Durkin served nearly 20 years at Stateville Prison. After being paroled on August 8, 1945, he was transferred to Leavenworth Federal Penitentiary where he remained until his parole on July 28, 1954. Durkin died in 1981.

==Elizabeth Grace Andrews==
On October 28, 1925, at 11:13 p.m., Sergeant Harry Gray and his officers went to Lloyd Ervin Austin Sr.'s apartment and asked if they could wait inside for Durkin. Austin gave permission and the officers stationed themselves in the 2nd floor rear apartment and awaited Durkin's arrival.

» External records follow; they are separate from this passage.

//! 菜单目录：固定菜单项与皮肤清单

use crate::types::{MenuAction, MenuNode, Pool};

/// "Flat" 布局皮肤：（显示名称，样式名）
pub const FLAT_LAYOUTS: &[(&str, &str)] = &[
    ("Blue Grey - Green", "bluegrey"),
    ("Indigo - Pink", "indigo"),
    ("Pink - Amber", "pink"),
    ("Deep Purple - Orange", "deeppurple"),
    ("Blue - Amber", "blue"),
    ("Light Blue - Blue Grey", "lightblue"),
    ("Cyan - Amber", "cyan"),
    ("Teal - Red", "teal"),
    ("Green - Brown", "green"),
    ("Light Green - Purple", "lightgreen"),
    ("Lime - Blue Grey", "lime"),
    ("Yellow - Teal", "yellow"),
    ("Amber - Pink", "amber"),
    ("Orange - Indigo", "orange"),
    ("Deep Orange - Cyan", "deeporange"),
    ("Brown - Cyan", "brown"),
    ("Grey - Indigo", "grey"),
];

/// "Special" 布局皮肤
pub const SPECIAL_LAYOUTS: &[(&str, &str)] = &[
    ("Reflection", "reflection"),
    ("Moody", "moody"),
    ("Cityscape", "cityscape"),
    ("Cloudy", "cloudy"),
    ("Storm", "storm"),
    ("Palm", "palm"),
    ("Flatiron", "flatiron"),
];

/// 主题
pub const THEMES: &[(&str, &str)] = &[
    ("Blue Grey - Green", "bluegrey"),
    ("Indigo - Pink", "indigo"),
    ("Pink - Amber", "pink"),
    ("Purple - Pink", "purple"),
    ("Deep Purple - Orange", "deeppurple"),
    ("Blue - Amber", "blue"),
    ("Light Blue - Blue Grey", "lightblue"),
    ("Cyan - Amber", "cyan"),
    ("Teal - Red", "teal"),
    ("Green - Brown", "green"),
    ("Light Green - Purple", "lightgreen"),
    ("Lime - Blue Grey", "lime"),
    ("Yellow - Teal", "yellow"),
    ("Amber - Pink", "amber"),
    ("Orange - Indigo", "orange"),
    ("Deep Orange - Cyan", "deeporange"),
    ("Brown - Cyan", "brown"),
    ("Grey - Indigo", "grey"),
];

pub const ALL_POOLS_ROUTE: &str = "/pool/all";
pub const FAQ_ROUTE: &str = "/faq";

pub const LABEL_FAQ: &str = "FAQ";
pub const LABEL_POOLS: &str = "Pools";
pub const LABEL_ALL_ECOSYSTEM: &str = "All ecosystem";
pub const LABEL_COLORS: &str = "Colors";
pub const LABEL_LAYOUT_PALETTE: &str = "Layout Palette";
pub const LABEL_THEMES: &str = "Themes";

/// 根据资源池列表构建完整菜单树
///
/// 顶层顺序：FAQ、Pools（常驻展开）、Colors。
pub fn build_menu(pools: &[Pool]) -> Vec<MenuNode> {
    vec![
        MenuNode::route(LABEL_FAQ, "fa-info", FAQ_ROUTE),
        MenuNode::submenu(LABEL_POOLS, "menu", pool_entries(pools)).with_expanded(true),
        MenuNode::submenu(
            LABEL_COLORS,
            "palette",
            vec![
                MenuNode::submenu(
                    LABEL_LAYOUT_PALETTE,
                    "palette",
                    vec![
                        MenuNode::submenu(
                            "Flat",
                            "format_paint",
                            skin_entries(FLAT_LAYOUTS, MenuAction::ChangeLayout),
                        ),
                        MenuNode::submenu(
                            "Special",
                            "format_paint",
                            skin_entries(SPECIAL_LAYOUTS, MenuAction::ChangeLayout),
                        ),
                    ],
                ),
                MenuNode::submenu(
                    LABEL_THEMES,
                    "brush",
                    skin_entries(THEMES, MenuAction::ChangeTheme),
                )
                .with_badge("5"),
            ],
        ),
    ]
}

/// "All ecosystem" 加上每个资源池一项，保持后端顺序
fn pool_entries(pools: &[Pool]) -> Vec<MenuNode> {
    std::iter::once(MenuNode::route(LABEL_ALL_ECOSYSTEM, "subject", ALL_POOLS_ROUTE))
        .chain(
            pools
                .iter()
                .map(|pool| MenuNode::route(&pool.display_name, "subject", pool.route())),
        )
        .collect()
}

fn skin_entries(skins: &[(&str, &str)], action: fn(String) -> MenuAction) -> Vec<MenuNode> {
    skins
        .iter()
        .map(|(label, name)| MenuNode::action(*label, "brush", action((*name).to_string())))
        .collect()
}

#[cfg(test)]
mod tests {
    use super::*;

    #[test]
    fn root_order_is_faq_pools_colors() {
        let menu = build_menu(&[]);
        let labels: Vec<_> = menu.iter().map(|n| n.label.as_str()).collect();
        assert_eq!(labels, vec![LABEL_FAQ, LABEL_POOLS, LABEL_COLORS]);
        assert!(menu[1].expanded);
    }

    #[test]
    fn pools_section_follows_backend_order() {
        let pools = vec![Pool::new("b", "Beta"), Pool::new("a", "Alpha")];
        let menu = build_menu(&pools);
        let section = &menu[1];
        let routes: Vec<_> = section.children.iter().map(|n| n.route_path()).collect();
        assert_eq!(
            routes,
            vec![Some("/pool/all"), Some("pool/b"), Some("pool/a")]
        );
        assert_eq!(section.children[1].label, "Beta");
    }

    #[test]
    fn colors_catalog_has_every_skin() {
        let menu = build_menu(&[]);
        let colors = &menu[2];
        let palette = colors.child(LABEL_LAYOUT_PALETTE).unwrap();
        assert_eq!(palette.child("Flat").unwrap().children.len(), FLAT_LAYOUTS.len());
        assert_eq!(palette.child("Special").unwrap().children.len(), SPECIAL_LAYOUTS.len());

        let themes = colors.child(LABEL_THEMES).unwrap();
        assert_eq!(themes.badge.as_deref(), Some("5"));
        assert_eq!(themes.children.len(), THEMES.len());
        assert!(themes
            .children
            .iter()
            .all(|n| matches!(n.menu_action(), Some(MenuAction::ChangeTheme(_)))));
    }
}
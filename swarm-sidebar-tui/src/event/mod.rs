//! src/event/mod.rs
//! Event 层：把 crossterm 的原始输入翻译成消息
//!
//!
//! 有模块结构：
//!     src/event/mod.rs
//!         mod handler;        // poll_event / handle_event
//!         mod keymap;         // 快捷键绑定
//!
//!
//!     键盘：
//!         全局
//!             Ctrl+C / Alt+q  → AppMessage::Quit
//!             ?               → AppMessage::ToggleHelp
//!             Alt+r           → AppMessage::Refresh
//!             Alt+m           → AppMessage::CycleMenuMode
//!             Alt+s           → AppMessage::OpenSettings
//!             Esc             → AppMessage::GoBack
//!             Tab             → AppMessage::ToggleFocus
//!
//!         焦点在菜单
//!             ↑/k ↓/j         → SidebarMessage::SelectPrevious / SelectNext
//!             Enter           → SidebarMessage::Activate
//!
//!         焦点在内容
//!             ↑/k ↓/j         → ContentMessage::SelectPrevious / SelectNext
//!             Enter           → ContentMessage::Confirm
//!             ←/h →/l         → ContentMessage::TogglePrev / ToggleNext（设置页）
//!
//!
//!     鼠标：
//!         命中检测使用 view/components/navigation.rs 中与渲染相同的几何计算
//!
//!             移动到菜单项上   → SidebarMessage::Hover
//!             左键点击菜单项   → SidebarMessage::Click
//!             左键点击菜单以外 → ContentMessage::Click（横向 / 浮层模式下收起菜单）
//!
//!
//!     终端尺寸变化：
//!         Event::Resize(w, h) → AppMessage::Resize(w, h)（重新判断设备类型）
//!

mod handler;
mod keymap;

pub use handler::{handle_event, poll_event};
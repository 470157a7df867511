//! 主布局
//!
//! 布局的几何计算（[`AppLayout`]）与渲染分开：
//! 鼠标命中检测和滚动同步使用同一份几何信息。

use ratatui::{
    layout::{Constraint, Direction, Layout, Rect},
    style::Style,
    widgets::{Block, Borders, Clear, Paragraph},
    Frame,
};

use crate::i18n::t;
use crate::model::{App, Page};

use super::components;
use super::pages;
use super::theme::colors;

/// 纵向菜单的宽度
pub const SIDEBAR_WIDTH: u16 = 34;

/// 各区域的位置
#[derive(Debug, Clone, Copy, PartialEq, Eq)]
pub struct AppLayout {
    /// 标题栏
    pub title: Rect,
    /// 横向菜单栏
    pub menubar: Option<Rect>,
    /// 纵向菜单（含边框）
    pub sidebar: Option<Rect>,
    /// 纵向菜单的列表区域
    pub sidebar_list: Option<Rect>,
    /// 纵向菜单是否浮在内容之上
    pub sidebar_floating: bool,
    /// 页面内容（含边框）
    pub content: Rect,
    /// 状态栏
    pub status: Rect,
}

impl AppLayout {
    /// 按当前菜单模式计算布局
    pub fn compute(area: Rect, app: &App) -> Self {
        let menubar_height = u16::from(app.menubar_visible());

        // 标题栏 + [菜单栏] + 主内容区 + 状态栏
        let rows = Layout::default()
            .direction(Direction::Vertical)
            .constraints([
                Constraint::Length(1),
                Constraint::Length(menubar_height),
                Constraint::Min(1),
                Constraint::Length(1),
            ])
            .split(area);

        let main = rows[2];
        let menubar = app.menubar_visible().then_some(rows[1]);

        let (sidebar, content, sidebar_floating) = if app.sidebar_visible() {
            let floating = app.layout.is_overlay() || app.layout.is_mobile();
            if floating {
                let width = SIDEBAR_WIDTH.min(main.width);
                (Some(Rect { width, ..main }), main, true)
            } else {
                let columns = Layout::default()
                    .direction(Direction::Horizontal)
                    .constraints([Constraint::Length(SIDEBAR_WIDTH), Constraint::Min(1)])
                    .split(main);
                (Some(columns[0]), columns[1], false)
            }
        } else {
            (None, main, false)
        };

        let sidebar_list = sidebar.map(|area| Block::default().borders(Borders::ALL).inner(area));

        Self {
            title: rows[0],
            menubar,
            sidebar,
            sidebar_list,
            sidebar_floating,
            content,
            status: rows[3],
        }
    }

    /// 使用记录的终端尺寸计算布局
    pub fn for_app(app: &App) -> Self {
        let (width, height) = app.viewport;
        Self::compute(Rect::new(0, 0, width, height), app)
    }
}

/// 渲染主布局
pub fn render(app: &App, frame: &mut Frame) {
    let layout = AppLayout::compute(frame.area(), app);
    let c = colors(&app.stylesheets);

    // 渲染标题栏
    let title = Paragraph::new(format!(
        " {} v{}",
        t().common.app_name,
        env!("CARGO_PKG_VERSION")
    ))
    .style(c.bar());
    frame.render_widget(title, layout.title);

    // 渲染页面内容
    render_page_content(app, frame, layout.content);

    // 渲染菜单（浮层菜单在内容之后绘制）
    if let Some(area) = layout.sidebar {
        if layout.sidebar_floating {
            frame.render_widget(Clear, area);
        }
        components::navigation::render_sidebar(app, frame, area);
    }
    if let Some(area) = layout.menubar {
        components::navigation::render_menubar(app, frame, area, layout.content);
    }

    // 渲染状态栏
    components::statusbar::render(app, frame, layout.status);

    // 渲染帮助（在最上层）
    if app.show_help {
        components::help::render(app, frame);
    }
}

/// 根据当前页面渲染内容
fn render_page_content(app: &App, frame: &mut Frame, area: Rect) {
    let c = colors(&app.stylesheets);

    let block = Block::default()
        .title(format!(" {} ", app.current_page.title()))
        .title_style(c.title())
        .borders(Borders::ALL)
        .border_style(c.border_style(app.focus.is_content()))
        .style(Style::default().fg(c.fg));

    let inner_area = block.inner(area);
    frame.render_widget(block, area);

    // 根据当前页面渲染具体内容
    match &app.current_page {
        Page::Home => pages::home::render(app, frame, inner_area),
        Page::AllPools => pages::pools::render_list(app, frame, inner_area),
        Page::Pool { id } => pages::pools::render_detail(app, id, frame, inner_area),
        Page::Faq => pages::faq::render(app, frame, inner_area),
        Page::Settings => pages::settings::render(app, frame, inner_area),
    }
}
//! 业务逻辑服务层

pub mod menu_catalog;
mod menu_activation;
mod menu_list_builder;
mod pool_poller;
mod route_history;
mod submenu;

pub use menu_activation::{LevelId, MenuActivation, MenuRow};
pub use menu_list_builder::{MenuListBuilder, DEFAULT_REFRESH_INTERVAL};
pub use pool_poller::PoolPoller;
pub use route_history::RouteHistory;
pub use submenu::{ClickOutcome, ItemEvent, NavigationRequest, SubmenuState, SCROLL_RESYNC_DELAY};
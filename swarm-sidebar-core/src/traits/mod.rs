//! 外部协作方抽象 trait 定义

mod action_handler;
mod pool_source;
mod route_store;

pub use action_handler::ActionHandler;
pub use pool_source::PoolSource;
pub use route_store::{InMemoryRouteStore, RouteStore};
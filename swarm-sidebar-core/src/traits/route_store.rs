//! Last visited route persistence abstract Trait

use async_trait::async_trait;
use tokio::sync::RwLock;

use crate::error::CoreResult;

/// 上次访问路由的存储 Trait
#[async_trait]
pub trait RouteStore: Send + Sync {
    /// 读取上次访问的路由
    async fn load(&self) -> CoreResult<Option<String>>;

    /// 保存当前路由
    ///
    /// # Arguments
    /// * `route` - 已识别的路由
    async fn save(&self, route: &str) -> CoreResult<()>;
}

/// 仅保存在内存中的路由存储
#[derive(Default)]
pub struct InMemoryRouteStore {
    route: RwLock<Option<String>>,
}

impl InMemoryRouteStore {
    pub fn new() -> Self {
        Self::default()
    }

    pub fn with_route(route: impl Into<String>) -> Self {
        Self {
            route: RwLock::new(Some(route.into())),
        }
    }
}

#[async_trait]
impl RouteStore for InMemoryRouteStore {
    async fn load(&self) -> CoreResult<Option<String>> {
        Ok(self.route.read().await.clone())
    }

    async fn save(&self, route: &str) -> CoreResult<()> {
        *self.route.write().await = Some(route.to_string());
        Ok(())
    }
}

In addition to the officers inside the apartment, several officers were stationed throughout the neighborhood. As Durkin arrived, accompanied by his girlfriend Elizabeth Grace "Betty" Andrews, Austin's niece, Sergeant Gray arrested him. However, a struggle between the two ensued. During the fight, Sergeant Michael Naughton pointed his shotgun at Durkin and as he pulled the trigger, Sergeant Gray fell against Durkin. His blast grazed Durkin’s left arm with the rest of the slugs going through a wall and into a closet where Austin was hiding. Austin was struck and mortally wounded. In retaliation for her uncle being shot, Betty Andrews produced a revolver and fired, fatally wounding Sergeant Gray. Durkin was also shot during the struggle, but was unhurt as he was wearing a bulletproof vest. Lloyd Austin was taken to a hospital where he died the next day. Sergeant Gray was taken to Mercy Hospital where his wife was already a patient. She sat at his bedside until he succumbed to his wounds five days later at 5:15 a.m. on November 2, 1925. Sergeant Gray’s last word were reported as, "O, if Naughton had only known how to use a shotgun, or if he had let me take it."

Betty Andrews, who was the star witness against Durkin at his murder trial, was never tried for killing Gray. She died of tuberculosis near Oak Forest, Illinois on April 24, 1932.